Bennie tried to puzzle it out. Connolly hadn’t told her any of this. “What did the lawyer look like?”

“Rich. Preppy.” The young man’s chin sunk onto his hand, like a lovesick version of The Thinker, which sat in front of the Rodin Museum down the Parkway. “Mainly he looked richer and preppier than me.”

“Was he white or black? Light hair, dark hair? Sebastian, you’re an artist, with an alleged eye for detail. Give me a description.”

“I can’t. The subject depresses me, and I’m no good with words.”

“Can you draw him, then?”

Sebastian raised his chin from his hand. “You gotta pencil?”

20

Alice stood behind the inmates at the computers. Their blue shirts bent over the keyboards and they poked at the keys. Her cellie hunted-and-pecked in the middle, and two seats from her was Valencia, reeking like a funeral home. Leonia anchored the end of the row, a mountain of muscle next to Shetrell and the rest of her crew.

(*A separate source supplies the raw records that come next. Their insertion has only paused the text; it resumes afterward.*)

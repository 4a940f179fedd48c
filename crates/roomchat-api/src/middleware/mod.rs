//! Middleware stack for the HTTP surface
//!
//! Request ids, request tracing, timeouts, CORS, and optional rate limiting.

use std::sync::Arc;
use std::time::Duration;

use axum::{
    body::Body,
    http::{header, HeaderValue, Method, Request, StatusCode},
    Router,
};
use roomchat_common::{CorsConfig, RateLimitConfig};
use tower::ServiceBuilder;
use tower_governor::{governor::GovernorConfigBuilder, key_extractor::GlobalKeyExtractor, GovernorLayer};
use tower_http::{
    cors::{AllowOrigin, Any, CorsLayer},
    request_id::{MakeRequestUuid, PropagateRequestIdLayer, SetRequestIdLayer},
    timeout::TimeoutLayer,
    trace::{DefaultOnRequest, DefaultOnResponse, TraceLayer},
};
use tracing::Level;

/// Header name for request ID
pub const REQUEST_ID_HEADER: &str = "x-request-id";

/// Apply the middleware stack to the assembled router
///
/// Outermost to innermost: rate limit, request id, trace, timeout, CORS.
pub fn apply_middleware(
    router: Router,
    request_timeout: Duration,
    cors_config: &CorsConfig,
    rate_limit_config: &RateLimitConfig,
) -> Router {
    let request_id = header::HeaderName::from_static(REQUEST_ID_HEADER);

    let router = router.layer(
        ServiceBuilder::new()
            .layer(SetRequestIdLayer::new(request_id.clone(), MakeRequestUuid))
            .layer(PropagateRequestIdLayer::new(request_id))
            .layer(
                TraceLayer::new_for_http()
                    .make_span_with(|request: &Request<Body>| {
                        let request_id = request
                            .headers()
                            .get(REQUEST_ID_HEADER)
                            .and_then(|v| v.to_str().ok())
                            .unwrap_or("unknown");

                        tracing::info_span!(
                            "http_request",
                            method = %request.method(),
                            uri = %request.uri().path(),
                            request_id = %request_id,
                        )
                    })
                    .on_request(DefaultOnRequest::new().level(Level::DEBUG))
                    .on_response(DefaultOnResponse::new().level(Level::INFO)),
            )
            .layer(TimeoutLayer::with_status_code(
                StatusCode::SERVICE_UNAVAILABLE,
                request_timeout,
            ))
            .layer(create_cors_layer(cors_config)),
    );

    if !rate_limit_config.enabled {
        return router;
    }

    // Global bucket rather than per-IP
    let Some(governor_conf) = GovernorConfigBuilder::default()
        .per_second(rate_limit_config.requests_per_second)
        .burst_size(rate_limit_config.burst)
        .key_extractor(GlobalKeyExtractor)
        .finish()
    else {
        tracing::warn!(
            requests_per_second = rate_limit_config.requests_per_second,
            burst = rate_limit_config.burst,
            "Invalid rate limit settings, rate limiting disabled"
        );
        return router;
    };

    router.layer(GovernorLayer {
        config: Arc::new(governor_conf),
    })
}

/// Create CORS layer from configuration; no configured origins means any origin
fn create_cors_layer(config: &CorsConfig) -> CorsLayer {
    let base_layer = CorsLayer::new()
        .allow_methods([Method::GET, Method::POST, Method::OPTIONS])
        .allow_headers([
            header::AUTHORIZATION,
            header::CONTENT_TYPE,
            header::ACCEPT,
            header::HeaderName::from_static(REQUEST_ID_HEADER),
        ])
        .expose_headers([header::HeaderName::from_static(REQUEST_ID_HEADER)]);

    if config.allowed_origins.is_empty() {
        tracing::warn!("CORS: Allowing any origin. Configure CORS_ORIGINS to restrict.");
        return base_layer.allow_origin(Any);
    }

    let origins: Vec<HeaderValue> = config
        .allowed_origins
        .iter()
        .filter_map(|origin| {
            origin.parse::<HeaderValue>().ok().or_else(|| {
                tracing::warn!(origin = %origin, "Invalid CORS origin");
                None
            })
        })
        .collect();

    tracing::info!("CORS: Allowing {} configured origins", origins.len());
    base_layer.allow_origin(AllowOrigin::list(origins))
}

Alice kept her eye on them, wondering about last night. There had to be a contract out on her. It would have come to Shetrell, who was connected inside and out. But why? And from who? It didn’t make sense, but Alice wasn’t taking any chances, not with freedom this close. She knew how to deal with it. Leonia, not Shetrell, would do the dirty work. Alice strolled down the row of do-rags and Muslims and stopped when she got to Leonia’s chair. “How’s it going, girl?”